New Jeff Han Video of their Multi-Touch Display

New Jeff Han Video – Multi Touch UI | The Last Minute Blog

It’s looking pretty good. I was a little saddened to see them resorting to menus and hotspots, though it was probably inevitable. The magic of the early MT demos was that you could simply touch the screen and the computer would have enough information from your fingers to know what you meant to do — move vs. zoom vs. rotate, for example. The holy grail of GUI design is a completely mode-less system, where you don’t need to be in "edit" mode vs. "drag" mode and the number of tools is minimal. But now that they’re doing much more complicated tasks, like windowing and overlaying data, the controls get more complicated too.

Ultimately, the big question for Multi-Touch wall-screens like this is more ergonomics than aesthetics. In a vertical mode, are you comfortable waving your arms, unsupported, for hours at a time. The demos they do certainly look tiring with all that arm waving. In a desk-mode, it would be easier, but then our elbows might be resting on the screen, which needs to be addressed. And, as Han says, 3D is hard. And 3D, to me, is the way to go.

Personally, I think the 3D analog to Multi-Touch is the future, where Multi-Touch may merely extend the life of the 2D "windows and icons" metaphor until that arrives. In true a 3D desktop (not to be confused with Vista, Aqua, or any of the Linux 3D-window-dressing UIs), you can simply grab objects with one or both hands, manipulate them, activate them, and use them as tools. The "modes" for a scissor object are pretty simple: if the scissor is closed, it can push things. If it’s open, it can cut them.

That’s not to say I don’t want Multi-Touch yesterday. I just ordered one of those Lenovo X60 tablet/laptops to try out.

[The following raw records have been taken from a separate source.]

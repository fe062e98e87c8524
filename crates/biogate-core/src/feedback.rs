//! Haptic and accessibility feedback sink
//!
//! Fire-and-forget. The authenticator reports each result here and never
//! waits on or retries a notification.

use tracing::debug;

use crate::types::AuthErrorKind;

/// Event reported after an operation resolves
#[derive(Clone, Copy, Debug, PartialEq, Eq)]
pub enum FeedbackEvent {
    Success,
    /// Counted failure
    Failure,
    /// Any other error kind
    Error(AuthErrorKind),
}

impl FeedbackEvent {
    /// Event for a result error kind
    pub fn for_error(kind: AuthErrorKind) -> Self {
        if kind.is_counted() {
            FeedbackEvent::Failure
        } else {
            FeedbackEvent::Error(kind)
        }
    }
}

/// Receiver of result notifications
pub trait FeedbackSink: Send + Sync {
    fn notify(&self, event: FeedbackEvent);
}

/// Discards every event
#[derive(Debug, Default, Clone, Copy)]
pub struct NoopFeedback;

impl FeedbackSink for NoopFeedback {
    fn notify(&self, _event: FeedbackEvent) {}
}

/// Logs every event at debug level
#[derive(Debug, Default, Clone, Copy)]
pub struct TracingFeedback;

impl FeedbackSink for TracingFeedback {
    fn notify(&self, event: FeedbackEvent) {
        debug!(?event, "Biometric feedback");
    }
}
//! CLI configuration
//!
//! Loaded from `$BIOGATE_CONFIG`, or `config.json` under the user config
//! directory. A missing or unreadable file falls back to defaults.

use std::fs;
use std::path::{Path, PathBuf};
use std::time::Duration;

use biogate_core::{LockoutPolicy, ManagerConfig};
use serde::{Deserialize, Serialize};
use tracing::warn;

/// Environment variable overriding the config file location
pub const CONFIG_ENV_VAR: &str = "BIOGATE_CONFIG";

/// Configuration file name
const CONFIG_FILE_NAME: &str = "config.json";

/// Directory name under the user config and data directories
const APP_DIR_NAME: &str = "biogate";

/// Persistent CLI configuration
#[derive(Debug, Clone, PartialEq, Eq, Serialize, Deserialize)]
pub struct CliConfig {
    /// Where settings and the vault are kept
    #[serde(default = "default_data_dir")]
    pub data_dir: PathBuf,

    /// Failures before lockout
    #[serde(default = "default_max_failures")]
    pub max_failures: u32,

    /// Lockout duration in seconds
    #[serde(default = "default_lockout_secs")]
    pub lockout_secs: u64,

    /// Give up on a challenge after this many seconds
    #[serde(default)]
    pub challenge_timeout_secs: Option<u64>,

    /// Reset failure history when biometric login is disabled
    #[serde(default)]
    pub clear_history_on_disable: bool,
}

fn default_data_dir() -> PathBuf {
    dirs::data_dir()
        .unwrap_or_else(|| PathBuf::from("."))
        .join(APP_DIR_NAME)
}

fn default_max_failures() -> u32 {
    LockoutPolicy::default().max_failures
}

fn default_lockout_secs() -> u64 {
    LockoutPolicy::default().lockout_duration.as_secs()
}

impl Default for CliConfig {
    fn default() -> Self {
        Self {
            data_dir: default_data_dir(),
            max_failures: default_max_failures(),
            lockout_secs: default_lockout_secs(),
            challenge_timeout_secs: None,
            clear_history_on_disable: false,
        }
    }
}

impl CliConfig {
    /// Config file location
    pub fn default_path() -> Option<PathBuf> {
        if let Some(path) = std::env::var_os(CONFIG_ENV_VAR) {
            return Some(PathBuf::from(path));
        }
        dirs::config_dir().map(|d| d.join(APP_DIR_NAME).join(CONFIG_FILE_NAME))
    }

    /// Load configuration from `path`
    ///
    /// Returns the defaults if the file doesn't exist or can't be parsed.
    pub fn load(path: &Path) -> Self {
        if !path.exists() {
            return Self::default();
        }

        match fs::read_to_string(path) {
            Ok(contents) => serde_json::from_str(&contents).unwrap_or_else(|e| {
                warn!("Failed to parse config file {:?}: {}", path, e);
                Self::default()
            }),
            Err(e) => {
                warn!("Failed to read config file {:?}: {}", path, e);
                Self::default()
            }
        }
    }

    /// Settings file inside the data directory
    pub fn settings_path(&self) -> PathBuf {
        self.data_dir.join("settings.json")
    }

    /// Vault directory inside the data directory
    pub fn vault_path(&self) -> PathBuf {
        self.data_dir.join("vault")
    }

    /// Manager configuration built from these knobs
    pub fn manager_config(&self) -> ManagerConfig {
        let policy = LockoutPolicy::new(self.max_failures, Duration::from_secs(self.lockout_secs));
        let config = ManagerConfig::with_policy(policy)
            .clear_history_on_disable(self.clear_history_on_disable);

        match self.challenge_timeout_secs {
            Some(secs) => config.challenge_timeout(Duration::from_secs(secs)),
            None => config,
        }
    }
}
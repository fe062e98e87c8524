//! Storage collaborators
//!
//! Two stores back the authenticator:
//!
//! - a plain durable key-value store for the settings record
//! - a secure vault for the biometric login token
//!
//! Both are asynchronous and fallible. Adapters above them recover every
//! failure locally.

mod encrypted_vault;
mod file;
mod memory;

pub use encrypted_vault::EncryptedFileVault;
pub use file::FileStore;
pub use memory::MemoryStore;

use async_trait::async_trait;
use zeroize::Zeroizing;

use crate::error::Result;

/// Durable key-value store for non-secret settings
#[async_trait]
pub trait KeyValueStore: Send + Sync {
    /// Read a value, `None` if absent
    async fn get(&self, key: &str) -> Result<Option<String>>;

    /// Write a value, replacing any previous one
    async fn set(&self, key: &str, value: &str) -> Result<()>;

    /// Remove a value; removing an absent key succeeds
    async fn delete(&self, key: &str) -> Result<()>;
}

/// Isolated storage for secrets
#[async_trait]
pub trait SecureVault: Send + Sync {
    /// Read a secret, `None` if absent
    async fn get_secret(&self, key: &str) -> Result<Option<Zeroizing<String>>>;

    /// Store a secret, replacing any previous one
    async fn set_secret(&self, key: &str, value: &str) -> Result<()>;

    /// Remove a secret; removing an absent key succeeds
    async fn delete_secret(&self, key: &str) -> Result<()>;
}
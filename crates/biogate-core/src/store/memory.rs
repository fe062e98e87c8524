//! In-memory store and vault
//!
//! Nothing survives the process. Used by tests and as a scratch backend, with
//! switches to make reads or writes fail.

use std::collections::HashMap;
use std::sync::{Mutex, MutexGuard};

use async_trait::async_trait;
use zeroize::Zeroizing;

use super::{KeyValueStore, SecureVault};
use crate::error::{Error, Result};

#[derive(Default)]
struct MemoryState {
    values: HashMap<String, String>,
    secrets: HashMap<String, Zeroizing<String>>,
    fail_reads: bool,
    fail_writes: bool,
    writes: usize,
    secret_writes: usize,
    secret_deletes: usize,
}

/// In-memory implementation of [`KeyValueStore`] and [`SecureVault`]
#[derive(Default)]
pub struct MemoryStore {
    state: Mutex<MemoryState>,
}

impl MemoryStore {
    pub fn new() -> Self {
        Self::default()
    }

    /// Make every read fail
    pub fn set_fail_reads(&self, fail: bool) {
        self.lock().fail_reads = fail;
    }

    /// Make every write and delete fail
    pub fn set_fail_writes(&self, fail: bool) {
        self.lock().fail_writes = fail;
    }

    /// Plain value as stored, bypassing failure injection
    pub fn raw(&self, key: &str) -> Option<String> {
        self.lock().values.get(key).cloned()
    }

    /// Seed a plain value, bypassing failure injection
    pub fn insert_raw(&self, key: &str, value: &str) {
        self.lock().values.insert(key.to_string(), value.to_string());
    }

    /// Secret as stored, bypassing failure injection
    pub fn raw_secret(&self, key: &str) -> Option<String> {
        self.lock().secrets.get(key).map(|s| s.to_string())
    }

    /// Attempted plain writes, including failed ones
    pub fn write_count(&self) -> usize {
        self.lock().writes
    }

    /// Attempted secret writes, including failed ones
    pub fn secret_write_count(&self) -> usize {
        self.lock().secret_writes
    }

    /// Attempted secret deletes, including failed ones
    pub fn secret_delete_count(&self) -> usize {
        self.lock().secret_deletes
    }

    fn lock(&self) -> MutexGuard<'_, MemoryState> {
        self.state.lock().unwrap_or_else(|e| e.into_inner())
    }
}

#[async_trait]
impl KeyValueStore for MemoryStore {
    async fn get(&self, key: &str) -> Result<Option<String>> {
        let state = self.lock();
        if state.fail_reads {
            return Err(Error::Store(format!("read of {} failed", key)));
        }
        Ok(state.values.get(key).cloned())
    }

    async fn set(&self, key: &str, value: &str) -> Result<()> {
        let mut state = self.lock();
        state.writes += 1;
        if state.fail_writes {
            return Err(Error::Store(format!("write of {} failed", key)));
        }
        state.values.insert(key.to_string(), value.to_string());
        Ok(())
    }

    async fn delete(&self, key: &str) -> Result<()> {
        let mut state = self.lock();
        if state.fail_writes {
            return Err(Error::Store(format!("delete of {} failed", key)));
        }
        state.values.remove(key);
        Ok(())
    }
}

#[async_trait]
impl SecureVault for MemoryStore {
    async fn get_secret(&self, key: &str) -> Result<Option<Zeroizing<String>>> {
        let state = self.lock();
        if state.fail_reads {
            return Err(Error::Vault(format!("read of {} failed", key)));
        }
        Ok(state.secrets.get(key).cloned())
    }

    async fn set_secret(&self, key: &str, value: &str) -> Result<()> {
        let mut state = self.lock();
        state.secret_writes += 1;
        if state.fail_writes {
            return Err(Error::Vault(format!("write of {} failed", key)));
        }
        state
            .secrets
            .insert(key.to_string(), Zeroizing::new(value.to_string()));
        Ok(())
    }

    async fn delete_secret(&self, key: &str) -> Result<()> {
        let mut state = self.lock();
        state.secret_deletes += 1;
        if state.fail_writes {
            return Err(Error::Vault(format!("delete of {} failed", key)));
        }
        state.secrets.remove(key);
        Ok(())
    }
}

#[cfg(test)]
mod tests {
    use super::*;

    #[tokio::test]
    async fn test_values_and_secrets_are_separate() {
        let store = MemoryStore::new();
        store.set("k", "plain").await.unwrap();
        store.set_secret("k", "secret").await.unwrap();

        assert_eq!(store.get("k").await.unwrap().as_deref(), Some("plain"));
        assert_eq!(
            store.get_secret("k").await.unwrap().map(|s| s.to_string()),
            Some("secret".to_string())
        );
    }

    #[tokio::test]
    async fn test_failure_injection() {
        let store = MemoryStore::new();
        store.set_fail_writes(true);
        assert!(store.set("k", "v").await.is_err());
        assert_eq!(store.write_count(), 1);
        assert!(store.raw("k").is_none());

        store.set_fail_reads(true);
        assert!(store.get("k").await.is_err());
    }

    #[tokio::test]
    async fn test_delete_missing_is_ok() {
        let store = MemoryStore::new();
        assert!(store.delete("missing").await.is_ok());
        assert!(store.delete_secret("missing").await.is_ok());
    }
}
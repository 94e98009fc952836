use alloy::primitives::Address;
use bytesize::ByteSize;
use owo_colors::OwoColorize;

/// EIP-170 limit on deployed code.
pub const MAX_CODE_SIZE: usize = 24_576;
/// EIP-3860 limit on init code.
pub const MAX_INIT_CODE_SIZE: usize = 2 * MAX_CODE_SIZE;

/// The line announcing a deployment. Printed exactly once per deployment.
pub fn deployed_line(contract: &str, address: Address) -> String {
    format!("{contract} deployed to address:: {address}")
}

pub fn format_gas(gas: u128) -> String {
    let text = format!("{gas} gas");
    if gas <= 3_000_000 {
        text.bright_green().to_string()
    } else if gas <= 7_000_000 {
        text.yellow().to_string()
    } else {
        text.bright_purple().to_string()
    }
}

/// Pretty-prints a code size, warning as it approaches `limit` bytes.
pub fn format_code_size(len: usize, limit: usize) -> String {
    let text = ByteSize::b(len as u64).to_string();
    if len > limit {
        format!("{text}, over the {limit} byte limit").red().to_string()
    } else if len * 4 > limit * 3 {
        text.yellow().to_string()
    } else {
        text.bright_green().to_string()
    }
}
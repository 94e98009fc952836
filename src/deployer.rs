use alloy::{
    network::{EthereumWallet, ReceiptResponse, TransactionBuilder},
    primitives::{Address, B256},
    providers::{Provider, ProviderBuilder},
    rpc::types::eth::TransactionRequest,
    transports::Transport,
};
use eyre::WrapErr;
use owo_colors::OwoColorize;
use tokio::runtime::Builder;
use url::Url;

use crate::{
    artifact::ContractFactory,
    config::Deploy,
    error::{Error, Result},
    formatting::{deployed_line, format_code_size, format_gas, MAX_INIT_CODE_SIZE},
    project::ProjectConfig,
};

/// Outcome of a confirmed deployment. Not persisted anywhere.
#[derive(Debug, Clone, PartialEq, Eq)]
pub struct Deployment {
    pub contract_name: String,
    pub address: Address,
    pub transaction_hash: B256,
    pub gas_used: u128,
}

pub fn deploy(config: &ProjectConfig, args: &Deploy) -> eyre::Result<Deployment> {
    let runtime = Builder::new_multi_thread().enable_all().build()?;
    runtime
        .block_on(deploy_impl(config, args.network.as_deref(), &args.contract))
        .wrap_err_with(|| format!("failed to deploy {}", args.contract))
}

async fn deploy_impl(
    config: &ProjectConfig,
    network: Option<&str>,
    contract: &str,
) -> Result<Deployment> {
    let factory = ContractFactory::from_artifacts(contract, &config.paths.artifacts)?;
    let profile = config.network(network)?;
    let url: Url = profile.url.parse().map_err(|source| Error::InvalidUrl {
        url: profile.url.clone(),
        source,
    })?;

    let init_code = factory.deploy_code();
    println!(
        "init code size: {}",
        format_code_size(init_code.len(), MAX_INIT_CODE_SIZE)
    );
    println!("deploying to network: {}", profile.name.bright_magenta());
    tracing::debug!(url = %profile.url, "using RPC endpoint");

    let deployment = match profile.wallet()? {
        Some(signer) => {
            let sender = signer.address();
            let provider = ProviderBuilder::new()
                .with_recommended_fillers()
                .wallet(EthereumWallet::from(signer))
                .on_http(url);
            send_deployment(&provider, &factory, sender).await?
        }
        None => {
            // The node signs, so it also fills nonce, gas and chain id.
            let provider = ProviderBuilder::new().on_http(url);
            let sender = provider
                .get_accounts()
                .await?
                .first()
                .copied()
                .ok_or_else(|| Error::NoAccounts(profile.name.clone()))?;
            send_deployment(&provider, &factory, sender).await?
        }
    };

    println!(
        "deployment tx hash: {}",
        deployment.transaction_hash.bright_magenta()
    );
    println!("deployed with {}", format_gas(deployment.gas_used));
    println!("{}", deployed_line(&deployment.contract_name, deployment.address));

    Ok(deployment)
}

/// Sends the create transaction and waits for its receipt.
///
/// There is no timeout: an unreachable node keeps this pending forever.
async fn send_deployment<P, T>(
    provider: &P,
    factory: &ContractFactory,
    sender: Address,
) -> Result<Deployment>
where
    P: Provider<T>,
    T: Transport + Clone,
{
    let tx = TransactionRequest::default()
        .with_from(sender)
        .into_create()
        .with_input(factory.deploy_code().to_vec());

    let pending = provider.send_transaction(tx).await?;
    tracing::info!(tx = %pending.tx_hash(), "waiting for deployment receipt");
    let receipt = pending.get_receipt().await?;

    let transaction_hash = receipt.transaction_hash;
    if !receipt.status() {
        return Err(Error::TransactionReverted(transaction_hash));
    }
    let address = receipt
        .contract_address()
        .ok_or(Error::MissingContractAddress(transaction_hash))?;

    Ok(Deployment {
        contract_name: factory.name.clone(),
        address,
        transaction_hash,
        gas_used: receipt.gas_used,
    })
}
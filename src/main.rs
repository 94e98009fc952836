use std::process;

use tracing_subscriber::EnvFilter;

fn main() {
    tracing_subscriber::fmt()
        .with_env_filter(EnvFilter::from_default_env())
        .with_writer(std::io::stderr)
        .init();

    if let Err(e) = bankroll::run() {
        eprintln!("Error: {e:?}");
        process::exit(1);
    }
}
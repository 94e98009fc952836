use alloy::signers::local::PrivateKeySigner;

use crate::{
    error::{Error, Result},
    network::{Accounts, NetworkProfile},
};

impl NetworkProfile {
    /// Builds the signer for this network's first configured private key.
    ///
    /// Returns `None` for networks whose node signs on our behalf. This is
    /// the first place a malformed key is noticed.
    pub fn wallet(&self) -> Result<Option<PrivateKeySigner>> {
        let keys = match &self.accounts {
            Accounts::Remote => return Ok(None),
            Accounts::PrivateKeys(keys) => keys,
        };

        let key = keys
            .first()
            .ok_or_else(|| Error::NoAccounts(self.name.clone()))?;
        let signer = key
            .parse::<PrivateKeySigner>()
            .map_err(|e| Error::InvalidCredential {
                network: self.name.clone(),
                reason: e.to_string(),
            })?;

        Ok(Some(signer))
    }
}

[Update: I got the new laptop today. Though the pen interface is very nice, their claim of "MultiTouch" is highly deceptive — you can’t properly register touches in two or more places at the same time, as with any other "MultiTouch" device (iPhone, Han’s stuff, etc..). So you can use your index finger, or your thumb, but not both, which means I’m now using my middle finger. Price-wise, this alleged feature didn’t add too much, so that alone isn’t a deal killer. It’s a decent computer otherwise. But for some reason, getting this magic ‘MultiTouch’ feature required going with low XGA vs. better SXGA+ screen resolution, which is quite irritating in hindsight. That’s what I get for getting excited about technology. Update2: Because I know you’re all on the edge of your seat over this, I do give Lenovo points for accepting my return without the usual 15% restocking fee. So I may consider one of their non-multi-touch laptops in the future.]

6 thoughts on “New Jeff Han Video of their Multi-Touch Display

  1. Somehow with all your experience you even considered the idea that this almost infantile multitouch technology was in the lenovo. Multitouch in tablets describes the ability to use both a passive and active digitizer, eg. you don’t have to pull the pen out to quickly navigate some menus. It is a fantastic next step in laptop development.

  2. Multi-touch, in the context of using your fingers on a display, means you can use more than one. And in fact, you can’t even use the pen and a finger at the same time on that system — you can use one OR the other — so there’s nothing "multi" about it. They might as well claim you could use your whole hand, but only one finger at a time.
    It’s misleading.

    Now, you can argue that the better term of art for using multiple fingers simultaneously would be "poly-touch," but I think that’s a tough sell. The "touch" part of "multi-touch" implies fingers, not pens. Otherwise, Lenovo’s system might better called "multi-instrument" or maybe "write-n-touch" (which should still say ‘or’).

  3. Hi, maybe a miss-implemented feature in windows driver problem? I’m looking for a datasheet of the lenovo multitouch technology but I can’t find it anywhere.

  4. Lenovo has been using the mulittouch name from their x60 model & it meant as the previous poster mentioned, pen or finger use.

    The x60 was out in 2006, apple released the iphone in 2007…

  5. “The x60 was out in 2006, apple released the iphone in 2007…”

    You must be under the mistaken impression that Apple invented multi-touch. It did not. I’ll just re-state that the term multi-touch is deceptive if it doesn’t mean you can touch the screen with more than one finger or device at a time.